More generally, keep in mind that Hardy wrote his paper in 1992. The language and mentality at this time were very different. Nowadays this kind of proof is known as "possibilistic nonlocality". I find this paper about it quite clear.

Don't worry, though, Hardy's proof is completely kosher, and can be rephrased in the usual language. The idea of a proof of nonlocality is to show that a correlation $p(ab|xy)$, obtainable from quantum mechanics, cannot be reproduced with local hidden variable models (LHVs). One can always do that via Bell inequalities, as they completely delimitate the polytope of correlations that can be produced via LHVs. Hardy's insight was that in some cases you don't need to know all the probabilities, and in fact not even the precise values, but only that for some $a,b,x,y$ we have $p(ab|xy) > 0$ and for some other $p(ab|xy) = 0$.

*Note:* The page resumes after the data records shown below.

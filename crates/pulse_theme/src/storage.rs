//! Durable key-value storage for the theme preference
//!
//! The store only needs two string operations, `get` and `set`. Both are
//! asynchronous so mobile hosts can bridge to their native async storage;
//! the built-in backends complete on first poll and work under any executor.

use std::collections::HashMap;
use std::io::ErrorKind;
use std::path::{Path, PathBuf};
use std::sync::atomic::{AtomicBool, AtomicUsize, Ordering};
use std::sync::RwLock;

use futures::future::BoxFuture;
use futures::FutureExt;

use crate::error::StorageError;

/// String key-value storage
pub trait PreferenceStorage: Send + Sync {
    /// Read a value. `Ok(None)` means the key was never written.
    fn get<'a>(&'a self, key: &'a str) -> BoxFuture<'a, Result<Option<String>, StorageError>>;

    /// Write a value, replacing any previous one
    fn set<'a>(&'a self, key: &'a str, value: String) -> BoxFuture<'a, Result<(), StorageError>>;
}

/// In-process storage
///
/// Lives only as long as the value; share it through an `Arc` to simulate a
/// process restart with a second store. Reads and writes can be made to fail.
#[derive(Default)]
pub struct MemoryStorage {
    entries: RwLock<HashMap<String, String>>,
    fail_reads: AtomicBool,
    fail_writes: AtomicBool,
    writes: AtomicUsize,
}

impl MemoryStorage {
    pub fn new() -> Self {
        Self::default()
    }

    /// Make every subsequent `get` fail
    pub fn set_fail_reads(&self, fail: bool) {
        self.fail_reads.store(fail, Ordering::SeqCst);
    }

    /// Make every subsequent `set` fail
    pub fn set_fail_writes(&self, fail: bool) {
        self.fail_writes.store(fail, Ordering::SeqCst);
    }

    /// Synchronous peek at a stored value
    pub fn value(&self, key: &str) -> Option<String> {
        self.entries
            .read()
            .unwrap_or_else(|e| e.into_inner())
            .get(key)
            .cloned()
    }

    /// Store a raw value without going through the async API
    pub fn insert(&self, key: impl Into<String>, value: impl Into<String>) {
        self.entries
            .write()
            .unwrap_or_else(|e| e.into_inner())
            .insert(key.into(), value.into());
    }

    /// Number of successful writes
    pub fn write_count(&self) -> usize {
        self.writes.load(Ordering::SeqCst)
    }
}

impl PreferenceStorage for MemoryStorage {
    fn get<'a>(&'a self, key: &'a str) -> BoxFuture<'a, Result<Option<String>, StorageError>> {
        async move {
            if self.fail_reads.load(Ordering::SeqCst) {
                return Err(StorageError::Backend(format!("read of '{key}' refused")));
            }
            Ok(self.value(key))
        }
        .boxed()
    }

    fn set<'a>(&'a self, key: &'a str, value: String) -> BoxFuture<'a, Result<(), StorageError>> {
        async move {
            if self.fail_writes.load(Ordering::SeqCst) {
                return Err(StorageError::Backend(format!("write of '{key}' refused")));
            }
            self.insert(key, value);
            self.writes.fetch_add(1, Ordering::SeqCst);
            Ok(())
        }
        .boxed()
    }
}

/// File-backed storage: one `<key>.json` file per key in a directory
pub struct FileStorage {
    dir: PathBuf,
}

impl FileStorage {
    pub fn new(dir: impl Into<PathBuf>) -> Self {
        Self { dir: dir.into() }
    }

    /// Storage under the platform config directory (`~/.config/pulse` on Linux)
    pub fn in_config_dir() -> Result<Self, StorageError> {
        Self::default_dir()
            .map(Self::new)
            .ok_or_else(|| StorageError::Backend("no config directory on this platform".into()))
    }

    pub fn default_dir() -> Option<PathBuf> {
        dirs::config_dir().map(|dir| dir.join("pulse"))
    }

    pub fn dir(&self) -> &Path {
        &self.dir
    }

    /// Path of the file holding `key`
    pub fn path_for(&self, key: &str) -> Result<PathBuf, StorageError> {
        let valid = !key.is_empty()
            && key
                .chars()
                .all(|c| c.is_ascii_alphanumeric() || matches!(c, '_' | '-' | '.'))
            && !key.starts_with('.');
        if !valid {
            return Err(StorageError::Backend(format!("invalid storage key '{key}'")));
        }
        Ok(self.dir.join(format!("{key}.json")))
    }

    fn read(&self, key: &str) -> Result<Option<String>, StorageError> {
        let path = self.path_for(key)?;
        match std::fs::read_to_string(&path) {
            Ok(content) => Ok(Some(content)),
            Err(e) if e.kind() == ErrorKind::NotFound => Ok(None),
            Err(e) => Err(e.into()),
        }
    }

    fn write(&self, key: &str, value: &str) -> Result<(), StorageError> {
        let path = self.path_for(key)?;
        std::fs::create_dir_all(&self.dir)?;

        // Readers never see a half-written file.
        let tmp = self.dir.join(format!(".{key}.json.tmp"));
        std::fs::write(&tmp, value)?;
        std::fs::rename(&tmp, &path)?;
        Ok(())
    }
}

impl PreferenceStorage for FileStorage {
    fn get<'a>(&'a self, key: &'a str) -> BoxFuture<'a, Result<Option<String>, StorageError>> {
        async move { self.read(key) }.boxed()
    }

    fn set<'a>(&'a self, key: &'a str, value: String) -> BoxFuture<'a, Result<(), StorageError>> {
        async move { self.write(key, &value) }.boxed()
    }
}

For convenience, let's rename the settings: if BS2$^+$ is there Alice has setting 1, and if it's not there it has setting 0. Same for Bob. The quantum correlations are then \begin{align*} p(cc|00) = 0 \\ p(dd|01) = 0 \\ p(dd|10) = 0 \\ p(dd|11) > 0 \end{align*} Hardy's argument implies that there is no LHV model that can reproduce them (and in particular they violate the CHSH inequality). If you find it unpersuasive, perhaps it's more enlightening to try to build a LHV model for these correlations via brute force. It will be a mixture of all 16 possible deterministic assignments for the results of Alice and Bob when they use or not BS2. Writing it in the order Alice-0, Alice-1, Bob-0, and Bob-1, one possible assignment is $(c,d,c,d)$, which means that Alice gets result $c$ when she doesn't use BS2, result $d$ when she does use it, and the same for Bob.

Now, from the condition $p(dd|11) > 0$, we see that the LHV model must have nonzero weight in one of the four assignments $(c,d,c,d)$, $(c,d,d,d)$, $(d,d,c,d)$, and $(d,d,d,d)$, as these are the only ones with output $d,d$ for settings $1,1$. But the fact that $p(cc|00) = 0$ implies that $(c,d,c,d)$ is forbidden. Likewise, $p(dd|01) = 0$ implies that $(d,d,c,d)$, and $(d,d,d,d)$ are forbidden, and $p(dd|10) = 0$ implies that $(c,d,d,d)$ and $(d,d,d,d)$ are forbidden. Therefore, all four possibilities must have zero weight, and no LHV can reproduce those four characteristics of the quantum correlation.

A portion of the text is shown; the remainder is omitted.